* [Problem details] From the records, pick out and copy each line containing "encoded".

Segment Open

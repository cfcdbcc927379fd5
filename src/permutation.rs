// SPDX-License-Identifier: MIT OR Apache-2.0

//! Permutation matrices for alignment search.
//!
//! Rotation-style alignment experiments relax a hard permutation into a
//! soft doubly-stochastic matrix and penalise its distance from an exact
//! permutation. This module provides the random initialisation and the
//! penalty term.

use candle_core::{DType, Device, Tensor};
use rand::rngs::StdRng;
use rand::seq::SliceRandom;

use crate::error::Result;

// ---------------------------------------------------------------------------
// Random permutation
// ---------------------------------------------------------------------------

/// Uniformly random `n x n` permutation matrix.
///
/// Shuffles `0..n` with the caller's generator and selects the matching
/// rows of the identity, so equal seeds produce equal matrices.
///
/// # Shapes
/// - returns: `[n, n]`, F32, exactly one `1.0` per row and column.
///
/// # Errors
///
/// Returns [`InterpError::Model`](crate::InterpError::Model) if the
/// underlying tensor operations fail.
pub fn random_permutation_matrix(n: usize, rng: &mut StdRng, device: &Device) -> Result<Tensor> {
    #[allow(clippy::cast_possible_truncation, clippy::as_conversions)] // vocab-scale n fits u32
    let mut perm: Vec<u32> = (0..n).map(|i| i as u32).collect();
    perm.shuffle(rng);

    let identity = Tensor::eye(n, DType::F32, device)?;
    let index = Tensor::from_vec(perm, n, device)?;
    Ok(identity.index_select(&index, 0)?)
}

// ---------------------------------------------------------------------------
// Distance from permutation-ness
// ---------------------------------------------------------------------------

/// Penalty for how far a matrix is from being a permutation matrix.
///
/// Combines a doubly-stochastic term (mean absolute deviation of the row
/// and column sums from 1) with an entry term `mean(r * (1 - r))` that is
/// zero only when every entry saturates at 0 or 1:
///
/// `0.5 * (mean|rowsum - 1| + mean|colsum - 1|) + mean(r * (1 - r))`
///
/// Exact permutation matrices score 0.
///
/// # Shapes
/// - `r`: `[rows, cols]` floating-point.
/// - returns: scalar (0-d tensor), usable as a training penalty.
///
/// # Errors
///
/// Returns [`InterpError::Model`](crate::InterpError::Model) if `r` is not
/// rank 2 or a tensor operation fails.
pub fn closeness_to_permutation_loss(r: &Tensor) -> Result<Tensor> {
    r.dims2()?;

    let row_term = (r.sum(1)? - 1.0)?.abs()?.mean_all()?;
    let col_term = (r.sum(0)? - 1.0)?.abs()?.mean_all()?;
    let entry_term = (r * r.affine(-1.0, 1.0)?)?.mean_all()?;

    let stochastic = ((row_term + col_term)? * 0.5)?;
    Ok((stochastic + entry_term)?)
}

// ---------------------------------------------------------------------------
// Tests
// ---------------------------------------------------------------------------
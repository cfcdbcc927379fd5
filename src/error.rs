// SPDX-License-Identifier: MIT OR Apache-2.0

//! Error types for candle-interp.

/// Errors that can occur during interpretability operations.
#[derive(Debug, thiserror::Error)]
pub enum InterpError {
    /// Tensor operation error (wraps candle).
    #[error("model error: {0}")]
    Model(#[from] candle_core::Error),

    /// Error reported by a hook body.
    #[error("hook error: {0}")]
    Hook(String),

    /// Model configuration parsing error.
    #[error("config error: {0}")]
    Config(String),

    /// Operation not supported for the given model architecture.
    #[error("unsupported: {0}")]
    Unsupported(String),

    /// I/O error.
    #[error(transparent)]
    Io(#[from] std::io::Error),
}

/// Result type alias for candle-interp operations.
pub type Result<T> = std::result::Result<T, InterpError>;
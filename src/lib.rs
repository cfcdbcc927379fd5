// SPDX-License-Identifier: MIT OR Apache-2.0

//! # candle-interp
//!
//! Stateless interpretability utilities for transformer language models,
//! built on [candle](https://github.com/huggingface/candle).
//!
//! The crate is a toolbox rather than a framework: every function is a
//! short, independent transformation over tensors or simple values,
//! callable in isolation from an experiment script. It covers experiment
//! seeding, embedding-to-vocabulary projection, forward and pre-forward
//! hook management, differentiable boundary masks, permutation-matrix
//! utilities, and top-k prediction printing.
//!
//! ## Example
//!
//! ```
//! use candle_core::{Device, Tensor};
//! use candle_interp::{HookRegistry, set_seed, sigmoid_boundary};
//!
//! # fn main() -> candle_interp::Result<()> {
//! let device = Device::Cpu;
//! let rng = set_seed(42, &device)?;
//!
//! // Soft mask selecting positions 2..=5 of an 8-token sequence.
//! let positions = Tensor::arange(0f32, 8f32, &device)?;
//! let mask = sigmoid_boundary(&positions, 2.0, 5.0, 0.1)?;
//!
//! // Steering hook on one block's output.
//! let mut hooks = HookRegistry::new();
//! hooks.register_forward("blocks.3", "scale", |t: &Tensor| Ok(Some((t * 1.5)?)));
//! # let _ = (rng, mask, hooks);
//! # Ok(())
//! # }
//! ```

#![deny(warnings)]
#![warn(missing_docs)]

pub mod boundary;
pub mod distrib;
pub mod error;
pub mod hooks;
pub mod model;
pub mod permutation;
pub mod predictions;
pub mod seed;

pub use boundary::{harmonic_sigmoid_boundary, sigmoid_boundary};
pub use distrib::{DistribSpace, embed_to_distrib};
pub use error::{InterpError, Result};
pub use hooks::{HookHandle, HookKind, HookRegistry};
pub use model::{Architecture, InterpModel, count_parameters};
pub use permutation::{closeness_to_permutation_loss, random_permutation_matrix};
pub use predictions::{
    TokenPrediction, decode_top_k_with, format_token, top_k, top_predictions, top_vals,
};
pub use seed::set_seed;
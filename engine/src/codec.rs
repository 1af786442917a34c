//! Value codecs and content fingerprints.
//!
//! Stores never hash values directly: a value is first encoded by a [`Codec`]
//! and the resulting bytes are handed to a [`Fingerprinter`]. Two values that
//! encode to the same bytes therefore always share a fingerprint, which is what
//! makes fingerprint equality a meaningful change signal for reconciliation.

use crate::{error::Result, Fingerprint, Value};
use sha2::{Digest, Sha256};
use std::sync::Arc;

/// Converts values to and from their stored byte representation.
pub trait Codec: Send + Sync {
    /// Encode a value into bytes.
    fn encode(&self, value: &Value) -> Result<Vec<u8>>;

    /// Decode bytes back into a value.
    fn decode(&self, bytes: &[u8]) -> Result<Value>;
}

/// Compact JSON codec (the default).
#[derive(Debug, Clone, Copy, Default)]
pub struct JsonCodec;

impl Codec for JsonCodec {
    fn encode(&self, value: &Value) -> Result<Vec<u8>> {
        Ok(serde_json::to_vec(value)?)
    }

    fn decode(&self, bytes: &[u8]) -> Result<Value> {
        Ok(serde_json::from_slice(bytes)?)
    }
}

/// Pure function from encoded bytes to a fingerprint.
pub type Fingerprinter = Arc<dyn Fn(&[u8]) -> Fingerprint + Send + Sync>;

/// Upper-case hex SHA-256 of the encoded bytes.
pub fn sha256_fingerprint(bytes: &[u8]) -> Fingerprint {
    hex::encode_upper(Sha256::digest(bytes))
}

/// The default fingerprinter, wrapping [`sha256_fingerprint`].
pub fn default_fingerprinter() -> Fingerprinter {
    Arc::new(sha256_fingerprint)
}

/// Strip one pair of surrounding double quotes, as returned by object stores
/// in `ETag` headers and listings.
pub fn unquote_etag(etag: &str) -> &str {
    if etag.len() >= 2 && etag.starts_with('"') && etag.ends_with('"') {
        &etag[1..etag.len() - 1]
    } else {
        etag
    }
}

#[cfg(test)]
mod tests {
    use super::*;
    use serde_json::json;

    #[test]
    fn json_codec_is_compact() {
        let bytes = JsonCodec.encode(&json!({"x": 1, "y": [true, null]})).unwrap();
        assert_eq!(bytes, br#"{"x":1,"y":[true,null]}"#);
        assert_eq!(
            JsonCodec.decode(&bytes).unwrap(),
            json!({"x": 1, "y": [true, null]})
        );
    }

    #[test]
    fn decode_garbage_is_codec_error() {
        let err = JsonCodec.decode(b"\xff\xfe").unwrap_err();
        assert!(matches!(err, crate::Error::Codec(_)));
    }

    #[test]
    fn fingerprint_is_content_addressed() {
        let a = JsonCodec.encode(&json!({"x": 1})).unwrap();
        let b = JsonCodec.encode(&json!({"x": 1})).unwrap();
        let c = JsonCodec.encode(&json!({"x": 2})).unwrap();

        assert_eq!(sha256_fingerprint(&a), sha256_fingerprint(&b));
        assert_ne!(sha256_fingerprint(&a), sha256_fingerprint(&c));
    }

    #[test]
    fn fingerprint_format() {
        let fp = sha256_fingerprint(b"1");
        assert_eq!(fp.len(), 64);
        assert!(fp.chars().all(|c| c.is_ascii_digit() || c.is_ascii_uppercase()));
    }

    #[test]
    fn unquote() {
        assert_eq!(unquote_etag("\"ABC\""), "ABC");
        assert_eq!(unquote_etag("ABC"), "ABC");
        assert_eq!(unquote_etag("\""), "\"");
        assert_eq!(unquote_etag("\"\""), "");
        assert_eq!(unquote_etag("\"ABC"), "\"ABC");
    }
}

Segment Closed

* [Task result]
//! Stores never hash values directly: a value is first encoded by a [`Codec`]
/// Pure function from encoded bytes to a fingerprint.
/// Upper-case hex SHA-256 of the encoded bytes.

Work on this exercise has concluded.